• **PROBLEM TO WORK ON**
Determine how many lines below include the string "inner". Reply with the number only.

• **SUPPLIED MATERIAL**
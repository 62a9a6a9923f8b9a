//! Mock upstream providers for integration testing
//!
//! Each mock is a wiremock server answering in one provider's wire format.

use serde_json::{json, Value};
use std::time::Duration;
use wiremock::matchers::{method, path};
use wiremock::{Mock, MockServer, ResponseTemplate};

async fn received(server: &MockServer) -> usize {
    server.received_requests().await.map_or(0, |requests| requests.len())
}

async fn last_body(server: &MockServer) -> Option<Value> {
    let requests = server.received_requests().await?;
    let last = requests.last()?;
    serde_json::from_slice(&last.body).ok()
}

fn sse(events: &[(Option<&str>, Value)]) -> String {
    let mut body = String::new();
    for (event, data) in events {
        if let Some(event) = event {
            body.push_str(&format!("event: {event}\n"));
        }
        body.push_str(&format!("data: {data}\n\n"));
    }
    body
}

/// Mock OpenAI chat completions server
pub struct MockOpenAI {
    /// Underlying server
    pub server: MockServer,
}

impl MockOpenAI {
    /// Start a server with no routes mounted
    pub async fn start() -> Self {
        Self {
            server: MockServer::start().await,
        }
    }

    /// Base URL including the version segment
    pub fn endpoint(&self) -> String {
        format!("{}/v1", self.server.uri())
    }

    /// Requests received so far
    pub async fn calls(&self) -> usize {
        received(&self.server).await
    }

    /// JSON body of the most recent request
    pub async fn last_body(&self) -> Option<Value> {
        last_body(&self.server).await
    }

    /// Answer every completion with `content`
    pub async fn reply(&self, model: &str, content: &str) {
        self.reply_after(model, content, Duration::ZERO).await;
    }

    /// Answer every completion with `content` after `delay`
    pub async fn reply_after(&self, model: &str, content: &str, delay: Duration) {
        Mock::given(method("POST"))
            .and(path("/v1/chat/completions"))
            .respond_with(
                ResponseTemplate::new(200)
                    .set_body_json(json!({
                        "id": "chatcmpl-test",
                        "object": "chat.completion",
                        "model": model,
                        "choices": [{
                            "index": 0,
                            "message": {"role": "assistant", "content": content},
                            "finish_reason": "stop"
                        }],
                        "usage": {"prompt_tokens": 12, "completion_tokens": 8, "total_tokens": 20}
                    }))
                    .set_delay(delay),
            )
            .mount(&self.server)
            .await;
    }

    /// Stream `pieces` followed by a usage chunk and `[DONE]`
    pub async fn stream(&self, model: &str, pieces: &[&str]) {
        let mut events: Vec<(Option<&str>, Value)> = pieces
            .iter()
            .map(|piece| {
                (
                    None,
                    json!({
                        "id": "chatcmpl-test",
                        "model": model,
                        "choices": [
                            {"index": 0, "delta": {"content": piece}, "finish_reason": null}
                        ]
                    }),
                )
            })
            .collect();
        events.push((
            None,
            json!({
                "id": "chatcmpl-test",
                "model": model,
                "choices": [{"index": 0, "delta": {}, "finish_reason": "stop"}]
            }),
        ));
        events.push((
            None,
            json!({
                "choices": [],
                "usage": {"prompt_tokens": 9, "completion_tokens": 4, "total_tokens": 13}
            }),
        ));
        let mut body = sse(&events);
        body.push_str("data: [DONE]\n\n");

        Mock::given(method("POST"))
            .and(path("/v1/chat/completions"))
            .respond_with(ResponseTemplate::new(200).set_body_raw(body, "text/event-stream"))
            .mount(&self.server)
            .await;
    }

    /// Fail every completion with `status`
    pub async fn fail(&self, status: u16, message: &str) {
        Mock::given(method("POST"))
            .and(path("/v1/chat/completions"))
            .respond_with(ResponseTemplate::new(status).set_body_json(json!({
                "error": {"message": message, "type": "server_error"}
            })))
            .mount(&self.server)
            .await;
    }

    /// Drop every mounted route
    pub async fn reset(&self) {
        self.server.reset().await;
    }
}

/// Mock Anthropic messages server
pub struct MockAnthropic {
    /// Underlying server
    pub server: MockServer,
}

impl MockAnthropic {
    /// Start a server with no routes mounted
    pub async fn start() -> Self {
        Self {
            server: MockServer::start().await,
        }
    }

    /// Base URL
    pub fn endpoint(&self) -> String {
        self.server.uri()
    }

    /// Requests received so far
    pub async fn calls(&self) -> usize {
        received(&self.server).await
    }

    /// JSON body of the most recent request
    pub async fn last_body(&self) -> Option<Value> {
        last_body(&self.server).await
    }

    /// Answer every message request with `content`
    pub async fn reply(&self, model: &str, content: &str) {
        Mock::given(method("POST"))
            .and(path("/v1/messages"))
            .respond_with(ResponseTemplate::new(200).set_body_json(json!({
                "id": "msg_test",
                "type": "message",
                "role": "assistant",
                "model": model,
                "content": [{"type": "text", "text": content}],
                "stop_reason": "end_turn",
                "usage": {"input_tokens": 15, "output_tokens": 6}
            })))
            .mount(&self.server)
            .await;
    }

    /// Stream `pieces` as content block deltas
    pub async fn stream(&self, model: &str, pieces: &[&str]) {
        let mut events = vec![
            (
                Some("message_start"),
                json!({
                    "type": "message_start",
                    "message": {
                        "id": "msg_test",
                        "model": model,
                        "usage": {"input_tokens": 11, "output_tokens": 1}
                    }
                }),
            ),
            (
                Some("content_block_start"),
                json!({
                    "type": "content_block_start",
                    "index": 0,
                    "content_block": {"type": "text", "text": ""}
                }),
            ),
            (Some("ping"), json!({"type": "ping"})),
        ];
        for piece in pieces {
            events.push((
                Some("content_block_delta"),
                json!({
                    "type": "content_block_delta",
                    "index": 0,
                    "delta": {"type": "text_delta", "text": piece}
                }),
            ));
        }
        events.push((
            Some("content_block_stop"),
            json!({"type": "content_block_stop", "index": 0}),
        ));
        events.push((
            Some("message_delta"),
            json!({
                "type": "message_delta",
                "delta": {"stop_reason": "end_turn"},
                "usage": {"output_tokens": 7}
            }),
        ));
        events.push((Some("message_stop"), json!({"type": "message_stop"})));

        Mock::given(method("POST"))
            .and(path("/v1/messages"))
            .respond_with(
                ResponseTemplate::new(200).set_body_raw(sse(&events), "text/event-stream"),
            )
            .mount(&self.server)
            .await;
    }

    /// Fail every message request with `status`
    pub async fn fail(&self, status: u16, message: &str) {
        Mock::given(method("POST"))
            .and(path("/v1/messages"))
            .respond_with(ResponseTemplate::new(status).set_body_json(json!({
                "type": "error",
                "error": {"type": "overloaded_error", "message": message}
            })))
            .mount(&self.server)
            .await;
    }
}

/// Mock Ollama chat server
pub struct MockOllama {
    /// Underlying server
    pub server: MockServer,
}

impl MockOllama {
    /// Start a server with no routes mounted
    pub async fn start() -> Self {
        Self {
            server: MockServer::start().await,
        }
    }

    /// Base URL
    pub fn endpoint(&self) -> String {
        self.server.uri()
    }

    /// Requests received so far
    pub async fn calls(&self) -> usize {
        received(&self.server).await
    }

    /// JSON body of the most recent request
    pub async fn last_body(&self) -> Option<Value> {
        last_body(&self.server).await
    }

    /// Answer every chat with `content`
    pub async fn reply(&self, model: &str, content: &str) {
        self.reply_after(model, content, Duration::ZERO).await;
    }

    /// Answer every chat with `content` after `delay`
    pub async fn reply_after(&self, model: &str, content: &str, delay: Duration) {
        Mock::given(method("POST"))
            .and(path("/api/chat"))
            .respond_with(
                ResponseTemplate::new(200)
                    .set_body_json(json!({
                        "model": model,
                        "message": {"role": "assistant", "content": content},
                        "done": true,
                        "done_reason": "stop",
                        "prompt_eval_count": 10,
                        "eval_count": 5
                    }))
                    .set_delay(delay),
            )
            .mount(&self.server)
            .await;
    }

    /// Stream `pieces` as newline-delimited JSON
    pub async fn stream(&self, model: &str, pieces: &[&str]) {
        let mut body = String::new();
        for piece in pieces {
            let line = json!({
                "model": model,
                "message": {"role": "assistant", "content": piece},
                "done": false
            });
            body.push_str(&line.to_string());
            body.push('\n');
        }
        body.push_str(
            &json!({
                "model": model,
                "message": {"role": "assistant", "content": ""},
                "done": true,
                "done_reason": "stop",
                "prompt_eval_count": 10,
                "eval_count": pieces.len()
            })
            .to_string(),
        );
        body.push('\n');

        Mock::given(method("POST"))
            .and(path("/api/chat"))
            .respond_with(ResponseTemplate::new(200).set_body_raw(body, "application/x-ndjson"))
            .mount(&self.server)
            .await;
    }

    /// Fail every chat with `status`
    pub async fn fail(&self, status: u16, message: &str) {
        Mock::given(method("POST"))
            .and(path("/api/chat"))
            .respond_with(ResponseTemplate::new(status).set_body_json(json!({"error": message})))
            .mount(&self.server)
            .await;
    }
}
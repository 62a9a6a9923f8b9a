//! Streaming responses with usage accounting.

use futures::{Stream, StreamExt};
use gateway_core::{AttemptFailure, ChatChunk, ChunkStream, GatewayError, Usage};
use gateway_telemetry::{CostTracker, Metrics};
use std::pin::Pin;
use std::sync::Arc;
use std::task::{Context, Poll};
use tracing::{debug, warn};

/// An opened upstream stream
pub struct GatewayStream {
    /// Provider serving the stream
    pub provider: String,
    /// Model serving the stream
    pub model: String,
    /// Candidates that failed to open before this one
    pub fallbacks: Vec<AttemptFailure>,
    /// Chunks, metered into the usage ledger
    pub chunks: ChunkStream,
}

impl std::fmt::Debug for GatewayStream {
    fn fmt(&self, f: &mut std::fmt::Formatter<'_>) -> std::fmt::Result {
        f.debug_struct("GatewayStream")
            .field("provider", &self.provider)
            .field("model", &self.model)
            .field("fallbacks", &self.fallbacks)
            .finish_non_exhaustive()
    }
}

/// Records usage exactly once: at the final chunk, at end of stream, on a
/// stream error, or when the consumer drops it early.
pub(crate) struct MeteredStream {
    inner: ChunkStream,
    tenant_id: String,
    provider: String,
    model: String,
    costs: Arc<CostTracker>,
    metrics: Arc<Metrics>,
    prompt_tokens: u32,
    completion_chars: usize,
    usage: Option<Usage>,
    settled: bool,
}

impl MeteredStream {
    #[allow(clippy::too_many_arguments)]
    pub(crate) fn new(
        inner: ChunkStream,
        tenant_id: &str,
        provider: &str,
        model: &str,
        costs: Arc<CostTracker>,
        metrics: Arc<Metrics>,
        prompt_tokens: u32,
    ) -> Self {
        Self {
            inner,
            tenant_id: tenant_id.to_string(),
            provider: provider.to_string(),
            model: model.to_string(),
            costs,
            metrics,
            prompt_tokens,
            completion_chars: 0,
            usage: None,
            settled: false,
        }
    }

    fn settle(&mut self, outcome: &'static str) {
        if self.settled {
            return;
        }
        self.settled = true;

        let usage = self.usage.unwrap_or_else(|| {
            let completion = u32::try_from(self.completion_chars.div_ceil(4)).unwrap_or(u32::MAX);
            Usage::new(self.prompt_tokens, completion)
        });
        let record = self
            .costs
            .record(&self.tenant_id, &self.provider, &self.model, &usage);
        self.metrics.record_usage(
            &self.tenant_id,
            usage.prompt_tokens,
            usage.completion_tokens,
            record.cost_usd,
        );
        debug!(
            tenant = %self.tenant_id,
            provider = %self.provider,
            model = %self.model,
            outcome,
            reported = self.usage.is_some(),
            cost = record.cost_usd,
            "Stream settled"
        );
    }
}

impl Stream for MeteredStream {
    type Item = Result<ChatChunk, GatewayError>;

    fn poll_next(self: Pin<&mut Self>, cx: &mut Context<'_>) -> Poll<Option<Self::Item>> {
        let this = self.get_mut();
        if this.settled {
            return Poll::Ready(None);
        }

        let polled = this.inner.poll_next_unpin(cx);
        match &polled {
            Poll::Ready(Some(Ok(chunk))) => {
                this.completion_chars += chunk.delta.chars().count();
                if chunk.usage.is_some() {
                    this.usage = chunk.usage;
                }
                if chunk.is_final() {
                    this.settle("completed");
                }
            }
            Poll::Ready(Some(Err(err))) => {
                warn!(provider = %this.provider, error = %err, "Stream failed after opening");
                this.settle("failed");
            }
            Poll::Ready(None) => this.settle("ended"),
            Poll::Pending => {}
        }
        polled
    }
}

impl Drop for MeteredStream {
    fn drop(&mut self) {
        self.settle("abandoned");
    }
}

• **YOUR SOLUTION**
4